**Directions:** A faithful copy of the entire listing is what is needed.

**Input material:**

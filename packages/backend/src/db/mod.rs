pub mod operations;

use std::path::Path;
use std::str::FromStr;
use std::time::Duration;

use sqlx::sqlite::{SqliteConnectOptions, SqliteJournalMode, SqlitePoolOptions};
use sqlx::SqlitePool;

pub const SCHEMA_VERSION: &str = "1";

const SCHEMA_SQL: &str = include_str!("../../sql/schema.sql");

#[derive(Debug, thiserror::Error)]
pub enum DbInitError {
    #[error("IO error: {0}")]
    Io(String),
    #[error("Config error: {0}")]
    Config(String),
    #[error(transparent)]
    Sqlx(#[from] sqlx::Error),
}

pub async fn init_pool(db_path: &Path) -> Result<SqlitePool, DbInitError> {
    if let Some(parent) = db_path.parent().filter(|p| !p.as_os_str().is_empty()) {
        std::fs::create_dir_all(parent).map_err(|e| DbInitError::Io(e.to_string()))?;
    }

    let db_url = format!("sqlite:{}?mode=rwc", db_path.display());
    let options = SqliteConnectOptions::from_str(&db_url)
        .map_err(|e| DbInitError::Config(e.to_string()))?
        .create_if_missing(true)
        .foreign_keys(true)
        .journal_mode(SqliteJournalMode::Wal)
        .busy_timeout(Duration::from_secs(30));

    let pool = SqlitePoolOptions::new()
        .max_connections(5)
        .connect_with(options)
        .await?;

    run_migrations(&pool).await?;

    tracing::info!(path = %db_path.display(), "sqlite database ready");
    Ok(pool)
}

async fn run_migrations(pool: &SqlitePool) -> Result<(), DbInitError> {
    let has_metadata: Option<String> = sqlx::query_scalar(
        r#"SELECT "name" FROM "sqlite_master" WHERE "type" = 'table' AND "name" = '_db_metadata'"#,
    )
    .fetch_optional(pool)
    .await?;

    if has_metadata.is_some() {
        let version: Option<String> = sqlx::query_scalar(
            r#"SELECT "value" FROM "_db_metadata" WHERE "key" = 'schema_version'"#,
        )
        .fetch_optional(pool)
        .await?;
        if version.as_deref() == Some(SCHEMA_VERSION) {
            return Ok(());
        }
    }

    let mut tx = pool.begin().await?;
    for stmt in split_sql_statements(SCHEMA_SQL) {
        let sql: String = stmt
            .lines()
            .filter(|line| !line.trim().starts_with("--"))
            .collect::<Vec<_>>()
            .join("\n");
        let trimmed = sql.trim();
        if trimmed.is_empty() {
            continue;
        }
        sqlx::query(trimmed).execute(&mut *tx).await?;
    }

    sqlx::query(r#"INSERT OR REPLACE INTO "_db_metadata" ("key", "value") VALUES ('schema_version', ?)"#)
        .bind(SCHEMA_VERSION)
        .execute(&mut *tx)
        .await?;
    tx.commit().await?;

    tracing::info!(version = SCHEMA_VERSION, "schema applied");
    Ok(())
}

pub async fn ping(pool: &SqlitePool) -> bool {
    sqlx::query_scalar::<_, i64>("SELECT 1")
        .fetch_one(pool)
        .await
        .is_ok()
}

/// Splits a script on `;`, ignoring semicolons inside quotes.
pub fn split_sql_statements(sql: &str) -> Vec<String> {
    let mut statements = Vec::new();
    let mut current = String::new();
    let mut in_single_quote = false;
    let mut in_double_quote = false;

    for ch in sql.chars() {
        match ch {
            '\'' if !in_double_quote => in_single_quote = !in_single_quote,
            '"' if !in_single_quote => in_double_quote = !in_double_quote,
            ';' if !in_single_quote && !in_double_quote => {
                let stmt = current.trim();
                if !stmt.is_empty() {
                    statements.push(stmt.to_string());
                }
                current.clear();
                continue;
            }
            _ => {}
        }
        current.push(ch);
    }

    let tail = current.trim();
    if !tail.is_empty() {
        statements.push(tail.to_string());
    }

    statements
}

#[cfg(test)]
mod tests {
    use super::*;

    #[test]
    fn test_split_ignores_quoted_semicolons() {
        let sql = r#"CREATE TABLE "a;b" ("x" TEXT DEFAULT ';'); INSERT INTO t VALUES (1);"#;
        let parts = split_sql_statements(sql);
        assert_eq!(parts.len(), 2);
        assert!(parts[0].starts_with("CREATE TABLE"));
        assert_eq!(parts[1], "INSERT INTO t VALUES (1)");
    }

    #[test]
    fn test_schema_has_all_tables() {
        let statements = split_sql_statements(SCHEMA_SQL);
        for table in [
            "users",
            "lessons",
            "cards",
            "review_items",
            "answer_records",
            "quizzes",
            "quiz_questions",
            "usage_counters",
            "qa_history",
            "progress_snapshots",
        ] {
            let needle = format!(r#"CREATE TABLE IF NOT EXISTS "{table}""#);
            assert!(
                statements.iter().any(|s| s.contains(&needle)),
                "missing table {table}"
            );
        }
    }

    #[tokio::test]
    async fn test_init_pool_is_idempotent() {
        let dir = tempfile::tempdir().unwrap();
        let path = dir.path().join("nested").join("t.db");
        let pool = init_pool(&path).await.unwrap();
        assert!(ping(&pool).await);
        pool.close().await;

        let pool = init_pool(&path).await.unwrap();
        let version: String = sqlx::query_scalar(
            r#"SELECT "value" FROM "_db_metadata" WHERE "key" = 'schema_version'"#,
        )
        .fetch_one(&pool)
        .await
        .unwrap();
        assert_eq!(version, SCHEMA_VERSION);
    }
}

**Solution for this exercise:**
filename packages/backend/src/db/mod.rs
pub mod operations;

use std::path::Path;
use std::str::FromStr;
use std::time::Duration;

use sqlx::sqlite::{SqliteConnectOptions, SqliteJournalMode, SqlitePoolOptions};
use sqlx::SqlitePool;

pub const SCHEMA_VERSION: &str = "1";

const SCHEMA_SQL: &str = include_str!("../../sql/schema.sql");

#[derive(Debug, thiserror::Error)]
pub enum DbInitError {
    #[error("IO error: {0}")]
    Io(String),
    #[error("Config error: {0}")]
    Config(String),
    #[error(transparent)]
    Sqlx(#[from] sqlx::Error),
}

pub async fn init_pool(db_path: &Path) -> Result<SqlitePool, DbInitError> {
    if let Some(parent) = db_path.parent().filter(|p| !p.as_os_str().is_empty()) {
        std::fs::create_dir_all(parent).map_err(|e| DbInitError::Io(e.to_string()))?;
    }

    let db_url = format!("sqlite:{}?mode=rwc", db_path.display());
    let options = SqliteConnectOptions::from_str(&db_url)
        .map_err(|e| DbInitError::Config(e.to_string()))?
        .create_if_missing(true)
        .foreign_keys(true)
        .journal_mode(SqliteJournalMode::Wal)
        .busy_timeout(Duration::from_secs(30));

    let pool = SqlitePoolOptions::new()
        .max_connections(5)
        .connect_with(options)
        .await?;

    run_migrations(&pool).await?;

    tracing::info!(path = %db_path.display(), "sqlite database ready");
    Ok(pool)
}

async fn run_migrations(pool: &SqlitePool) -> Result<(), DbInitError> {
    let has_metadata: Option<String> = sqlx::query_scalar(
        r#"SELECT "name" FROM "sqlite_master" WHERE "type" = 'table' AND "name" = '_db_metadata'"#,
    )
    .fetch_optional(pool)
    .await?;

    if has_metadata.is_some() {
        let version: Option<String> = sqlx::query_scalar(
            r#"SELECT "value" FROM "_db_metadata" WHERE "key" = 'schema_version'"#,
        )
        .fetch_optional(pool)
        .await?;
        if version.as_deref() == Some(SCHEMA_VERSION) {
            return Ok(());
        }
    }

    let mut tx = pool.begin().await?;
    for stmt in split_sql_statements(SCHEMA_SQL) {
        let sql: String = stmt
            .lines()
            .filter(|line| !line.trim().starts_with("--"))
            .collect::<Vec<_>>()
            .join("\n");
        let trimmed = sql.trim();
        if trimmed.is_empty() {
            continue;
        }
        sqlx::query(trimmed).execute(&mut *tx).await?;
    }

    sqlx::query(r#"INSERT OR REPLACE INTO "_db_metadata" ("key", "value") VALUES ('schema_version', ?)"#)
        .bind(SCHEMA_VERSION)
        .execute(&mut *tx)
        .await?;
    tx.commit().await?;

    tracing::info!(version = SCHEMA_VERSION, "schema applied");
    Ok(())
}

pub async fn ping(pool: &SqlitePool) -> bool {
    sqlx::query_scalar::<_, i64>("SELECT 1")
        .fetch_one(pool)
        .await
        .is_ok()
}

/// Splits a script on `;`, ignoring semicolons inside quotes.
pub fn split_sql_statements(sql: &str) -> Vec<String> {
    let mut statements = Vec::new();
    let mut current = String::new();
    let mut in_single_quote = false;
    let mut in_double_quote = false;

    for ch in sql.chars() {
        match ch {
            '\'' if !in_double_quote => in_single_quote = !in_single_quote,
            '"' if !in_single_quote => in_double_quote = !in_double_quote,
            ';' if !in_single_quote && !in_double_quote => {
                let stmt = current.trim();
                if !stmt.is_empty() {
                    statements.push(stmt.to_string());
                }
                current.clear();
                continue;
            }
            _ => {}
        }
        current.push(ch);
    }

    let tail = current.trim();
    if !tail.is_empty() {
        statements.push(tail.to_string());
    }

    statements
}

#[cfg(test)]
mod tests {
    use super::*;

    #[test]
    fn test_split_ignores_quoted_semicolons() {
        let sql = r#"CREATE TABLE "a;b" ("x" TEXT DEFAULT ';'); INSERT INTO t VALUES (1);"#;
        let parts = split_sql_statements(sql);
        assert_eq!(parts.len(), 2);
        assert!(parts[0].starts_with("CREATE TABLE"));
        assert_eq!(parts[1], "INSERT INTO t VALUES (1)");
    }

    #[test]
    fn test_schema_has_all_tables() {
        let statements = split_sql_statements(SCHEMA_SQL);
        for table in [
            "users",
            "lessons",
            "cards",
            "review_items",
            "answer_records",
            "quizzes",
            "quiz_questions",
            "usage_counters",
            "qa_history",
            "progress_snapshots",
        ] {
            let needle = format!(r#"CREATE TABLE IF NOT EXISTS "{table}""#);
            assert!(
                statements.iter().any(|s| s.contains(&needle)),
                "missing table {table}"
            );
        }
    }

    #[tokio::test]
    async fn test_init_pool_is_idempotent() {
        let dir = tempfile::tempdir().unwrap();
        let path = dir.path().join("nested").join("t.db");
        let pool = init_pool(&path).await.unwrap();
        assert!(ping(&pool).await);
        pool.close().await;

        let pool = init_pool(&path).await.unwrap();
        let version: String = sqlx::query_scalar(
            r#"SELECT "value" FROM "_db_metadata" WHERE "key" = 'schema_version'"#,
        )
        .fetch_one(&pool)
        .await
        .unwrap();
        assert_eq!(version, SCHEMA_VERSION);
    }
}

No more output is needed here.